Segment Start: DATASET CONTENT
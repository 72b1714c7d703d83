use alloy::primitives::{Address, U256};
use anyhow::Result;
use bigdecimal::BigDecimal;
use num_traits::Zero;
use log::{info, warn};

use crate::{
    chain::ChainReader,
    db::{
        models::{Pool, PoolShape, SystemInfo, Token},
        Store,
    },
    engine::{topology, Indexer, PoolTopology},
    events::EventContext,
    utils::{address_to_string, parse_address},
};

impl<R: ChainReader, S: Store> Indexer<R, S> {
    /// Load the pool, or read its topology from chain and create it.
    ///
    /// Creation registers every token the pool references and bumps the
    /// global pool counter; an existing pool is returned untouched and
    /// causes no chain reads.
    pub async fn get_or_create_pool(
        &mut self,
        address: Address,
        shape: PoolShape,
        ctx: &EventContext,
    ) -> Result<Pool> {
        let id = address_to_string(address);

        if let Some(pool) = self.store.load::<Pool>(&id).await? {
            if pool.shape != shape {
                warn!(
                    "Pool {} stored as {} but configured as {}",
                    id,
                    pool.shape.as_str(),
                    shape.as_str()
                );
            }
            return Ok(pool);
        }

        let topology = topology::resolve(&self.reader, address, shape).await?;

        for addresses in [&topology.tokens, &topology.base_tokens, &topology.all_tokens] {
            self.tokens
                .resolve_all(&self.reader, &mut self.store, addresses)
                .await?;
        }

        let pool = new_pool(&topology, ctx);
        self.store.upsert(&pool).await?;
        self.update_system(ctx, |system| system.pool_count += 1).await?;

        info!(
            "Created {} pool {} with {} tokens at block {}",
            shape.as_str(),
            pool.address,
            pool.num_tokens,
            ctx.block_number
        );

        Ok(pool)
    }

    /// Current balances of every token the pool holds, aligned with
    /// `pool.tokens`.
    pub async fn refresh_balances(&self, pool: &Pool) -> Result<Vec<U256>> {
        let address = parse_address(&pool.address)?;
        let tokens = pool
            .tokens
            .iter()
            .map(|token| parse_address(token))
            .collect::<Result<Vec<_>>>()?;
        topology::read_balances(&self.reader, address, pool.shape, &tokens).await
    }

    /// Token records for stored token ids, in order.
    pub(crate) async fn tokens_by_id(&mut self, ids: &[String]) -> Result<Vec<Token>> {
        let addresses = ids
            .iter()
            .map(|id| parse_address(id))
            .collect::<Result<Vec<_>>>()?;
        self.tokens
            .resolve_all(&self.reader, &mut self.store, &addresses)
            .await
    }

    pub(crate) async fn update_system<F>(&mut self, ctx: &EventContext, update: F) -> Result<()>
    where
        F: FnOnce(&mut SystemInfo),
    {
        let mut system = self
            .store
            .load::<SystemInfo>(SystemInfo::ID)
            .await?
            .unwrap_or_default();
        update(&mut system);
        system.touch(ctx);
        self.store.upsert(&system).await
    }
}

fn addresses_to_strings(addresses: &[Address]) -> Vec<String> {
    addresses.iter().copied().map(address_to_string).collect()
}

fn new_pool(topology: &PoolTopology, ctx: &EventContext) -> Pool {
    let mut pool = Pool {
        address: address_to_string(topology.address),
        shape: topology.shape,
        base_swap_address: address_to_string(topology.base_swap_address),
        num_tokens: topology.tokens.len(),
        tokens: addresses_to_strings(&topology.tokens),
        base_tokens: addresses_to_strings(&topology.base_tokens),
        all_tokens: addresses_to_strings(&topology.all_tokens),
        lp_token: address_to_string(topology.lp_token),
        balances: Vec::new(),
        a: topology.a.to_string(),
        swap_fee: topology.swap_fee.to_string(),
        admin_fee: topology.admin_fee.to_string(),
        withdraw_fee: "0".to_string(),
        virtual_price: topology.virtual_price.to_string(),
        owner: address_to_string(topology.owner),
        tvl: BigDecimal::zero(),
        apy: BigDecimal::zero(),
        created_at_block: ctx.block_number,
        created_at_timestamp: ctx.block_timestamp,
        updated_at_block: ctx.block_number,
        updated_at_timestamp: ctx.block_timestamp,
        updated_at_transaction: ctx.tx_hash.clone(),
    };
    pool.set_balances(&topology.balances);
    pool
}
Segment End: DATASET CONTENT
## TASK INSTRUCTIONS
Would it be possible to reproduce all the entries exactly as they appear above?

## PROBLEM SOLUTION
repository 72b1714c7d703d83
use alloy::primitives::{Address, U256};
use anyhow::Result;
use bigdecimal::BigDecimal;
use num_traits::Zero;
use log::{info, warn};

use crate::{
    chain::ChainReader,
    db::{
        models::{Pool, PoolShape, SystemInfo, Token},
        Store,
    },
    engine::{topology, Indexer, PoolTopology},
    events::EventContext,
    utils::{address_to_string, parse_address},
};

impl<R: ChainReader, S: Store> Indexer<R, S> {
    /// Load the pool, or read its topology from chain and create it.
    ///
    /// Creation registers every token the pool references and bumps the
    /// global pool counter; an existing pool is returned untouched and
    /// causes no chain reads.
    pub async fn get_or_create_pool(
        &mut self,
        address: Address,
        shape: PoolShape,
        ctx: &EventContext,
    ) -> Result<Pool> {
        let id = address_to_string(address);

        if let Some(pool) = self.store.load::<Pool>(&id).await? {
            if pool.shape != shape {
                warn!(
                    "Pool {} stored as {} but configured as {}",
                    id,
                    pool.shape.as_str(),
                    shape.as_str()
                );
            }
            return Ok(pool);
        }

        let topology = topology::resolve(&self.reader, address, shape).await?;

        for addresses in [&topology.tokens, &topology.base_tokens, &topology.all_tokens] {
            self.tokens
                .resolve_all(&self.reader, &mut self.store, addresses)
                .await?;
        }

        let pool = new_pool(&topology, ctx);
        self.store.upsert(&pool).await?;
        self.update_system(ctx, |system| system.pool_count += 1).await?;

        info!(
            "Created {} pool {} with {} tokens at block {}",
            shape.as_str(),
            pool.address,
            pool.num_tokens,
            ctx.block_number
        );

        Ok(pool)
    }

    /// Current balances of every token the pool holds, aligned with
    /// `pool.tokens`.
    pub async fn refresh_balances(&self, pool: &Pool) -> Result<Vec<U256>> {
        let address = parse_address(&pool.address)?;
        let tokens = pool
            .tokens
            .iter()
            .map(|token| parse_address(token))
            .collect::<Result<Vec<_>>>()?;
        topology::read_balances(&self.reader, address, pool.shape, &tokens).await
    }

    /// Token records for stored token ids, in order.
    pub(crate) async fn tokens_by_id(&mut self, ids: &[String]) -> Result<Vec<Token>> {
        let addresses = ids
            .iter()
            .map(|id| parse_address(id))
            .collect::<Result<Vec<_>>>()?;
        self.tokens
            .resolve_all(&self.reader, &mut self.store, &addresses)
            .await
    }

    pub(crate) async fn update_system<F>(&mut self, ctx: &EventContext, update: F) -> Result<()>
    where
        F: FnOnce(&mut SystemInfo),
    {
        let mut system = self
            .store
            .load::<SystemInfo>(SystemInfo::ID)
            .await?
            .unwrap_or_default();
        update(&mut system);
        system.touch(ctx);
        self.store.upsert(&system).await
    }
}

fn addresses_to_strings(addresses: &[Address]) -> Vec<String> {
    addresses.iter().copied().map(address_to_string).collect()
}

fn new_pool(topology: &PoolTopology, ctx: &EventContext) -> Pool {
    let mut pool = Pool {
        address: address_to_string(topology.address),
        shape: topology.shape,
        base_swap_address: address_to_string(topology.base_swap_address),
        num_tokens: topology.tokens.len(),
        tokens: addresses_to_strings(&topology.tokens),
        base_tokens: addresses_to_strings(&topology.base_tokens),
        all_tokens: addresses_to_strings(&topology.all_tokens),
        lp_token: address_to_string(topology.lp_token),
        balances: Vec::new(),
        a: topology.a.to_string(),
        swap_fee: topology.swap_fee.to_string(),
        admin_fee: topology.admin_fee.to_string(),
        withdraw_fee: "0".to_string(),
        virtual_price: topology.virtual_price.to_string(),
        owner: address_to_string(topology.owner),
        tvl: BigDecimal::zero(),
        apy: BigDecimal::zero(),
        created_at_block: ctx.block_number,
        created_at_timestamp: ctx.block_timestamp,
        updated_at_block: ctx.block_number,
        updated_at_timestamp: ctx.block_timestamp,
        updated_at_transaction: ctx.tx_hash.clone(),
    };
    pool.set_balances(&topology.balances);
    pool
}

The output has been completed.